[GOAL OF THE EXERCISE]:
Answer with one number: the count of lines in the listing below that hold the word "Some".

[STORED DATA]:

BEGIN

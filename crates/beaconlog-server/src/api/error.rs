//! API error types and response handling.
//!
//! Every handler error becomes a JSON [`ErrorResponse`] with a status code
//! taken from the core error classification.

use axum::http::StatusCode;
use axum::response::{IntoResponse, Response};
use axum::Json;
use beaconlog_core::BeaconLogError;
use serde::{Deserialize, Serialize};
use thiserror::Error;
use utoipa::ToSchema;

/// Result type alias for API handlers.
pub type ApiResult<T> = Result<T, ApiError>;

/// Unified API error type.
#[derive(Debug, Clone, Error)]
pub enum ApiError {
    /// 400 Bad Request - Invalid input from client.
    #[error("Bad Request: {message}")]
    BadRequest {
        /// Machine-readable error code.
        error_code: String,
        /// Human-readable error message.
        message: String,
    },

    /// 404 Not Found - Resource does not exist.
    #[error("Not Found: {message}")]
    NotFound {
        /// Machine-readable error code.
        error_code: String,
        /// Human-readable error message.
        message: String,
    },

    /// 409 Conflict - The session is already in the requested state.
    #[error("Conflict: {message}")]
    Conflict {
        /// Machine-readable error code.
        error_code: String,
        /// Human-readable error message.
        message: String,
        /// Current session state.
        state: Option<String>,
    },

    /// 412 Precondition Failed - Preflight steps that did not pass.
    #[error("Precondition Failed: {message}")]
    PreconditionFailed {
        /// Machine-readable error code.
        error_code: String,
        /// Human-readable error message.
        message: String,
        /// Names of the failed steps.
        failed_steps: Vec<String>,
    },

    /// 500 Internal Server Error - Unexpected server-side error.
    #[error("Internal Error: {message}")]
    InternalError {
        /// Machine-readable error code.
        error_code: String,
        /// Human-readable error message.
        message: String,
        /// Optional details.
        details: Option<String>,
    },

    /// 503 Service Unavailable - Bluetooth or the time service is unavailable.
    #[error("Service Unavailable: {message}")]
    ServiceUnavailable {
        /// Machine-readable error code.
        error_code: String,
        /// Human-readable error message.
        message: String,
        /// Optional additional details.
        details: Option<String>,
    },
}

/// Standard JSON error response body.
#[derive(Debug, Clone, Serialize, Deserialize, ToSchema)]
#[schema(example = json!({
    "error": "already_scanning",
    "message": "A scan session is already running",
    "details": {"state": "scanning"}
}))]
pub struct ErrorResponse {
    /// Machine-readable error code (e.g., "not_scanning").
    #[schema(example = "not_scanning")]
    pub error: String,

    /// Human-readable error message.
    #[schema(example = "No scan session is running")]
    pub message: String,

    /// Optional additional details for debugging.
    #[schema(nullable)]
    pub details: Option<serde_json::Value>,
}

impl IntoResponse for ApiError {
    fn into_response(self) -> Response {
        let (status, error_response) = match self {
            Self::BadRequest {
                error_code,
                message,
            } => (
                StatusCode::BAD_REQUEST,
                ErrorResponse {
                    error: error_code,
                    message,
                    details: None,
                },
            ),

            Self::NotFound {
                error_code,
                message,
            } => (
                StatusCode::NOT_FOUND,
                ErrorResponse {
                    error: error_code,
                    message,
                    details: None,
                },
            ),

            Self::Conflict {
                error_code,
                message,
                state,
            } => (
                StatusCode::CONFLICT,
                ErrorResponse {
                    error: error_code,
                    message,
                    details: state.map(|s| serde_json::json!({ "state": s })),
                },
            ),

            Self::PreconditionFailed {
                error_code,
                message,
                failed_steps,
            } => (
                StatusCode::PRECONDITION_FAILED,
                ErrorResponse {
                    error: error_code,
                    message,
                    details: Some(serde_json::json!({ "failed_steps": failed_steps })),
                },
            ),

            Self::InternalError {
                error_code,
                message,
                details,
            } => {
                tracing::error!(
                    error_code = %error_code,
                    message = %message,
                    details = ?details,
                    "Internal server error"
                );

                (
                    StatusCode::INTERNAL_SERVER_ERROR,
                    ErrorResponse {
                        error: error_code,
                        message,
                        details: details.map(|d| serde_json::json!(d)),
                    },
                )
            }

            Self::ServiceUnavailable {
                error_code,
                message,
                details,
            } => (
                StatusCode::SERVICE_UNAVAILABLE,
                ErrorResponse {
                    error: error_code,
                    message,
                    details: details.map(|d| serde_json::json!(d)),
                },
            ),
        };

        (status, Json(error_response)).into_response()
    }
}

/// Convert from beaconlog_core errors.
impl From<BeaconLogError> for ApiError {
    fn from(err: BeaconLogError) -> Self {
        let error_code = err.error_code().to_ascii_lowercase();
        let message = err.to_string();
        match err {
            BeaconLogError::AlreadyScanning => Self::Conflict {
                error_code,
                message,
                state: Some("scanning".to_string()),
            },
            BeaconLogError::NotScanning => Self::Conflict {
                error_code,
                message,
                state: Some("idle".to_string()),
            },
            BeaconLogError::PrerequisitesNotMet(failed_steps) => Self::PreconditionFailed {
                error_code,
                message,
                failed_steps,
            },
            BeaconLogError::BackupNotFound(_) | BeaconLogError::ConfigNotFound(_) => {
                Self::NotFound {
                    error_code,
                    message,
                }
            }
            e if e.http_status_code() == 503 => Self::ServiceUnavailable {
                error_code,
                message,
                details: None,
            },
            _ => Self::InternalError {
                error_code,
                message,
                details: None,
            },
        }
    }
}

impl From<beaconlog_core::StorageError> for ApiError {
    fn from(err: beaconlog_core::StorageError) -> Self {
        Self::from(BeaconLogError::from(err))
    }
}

END

[RESPONSE]:
3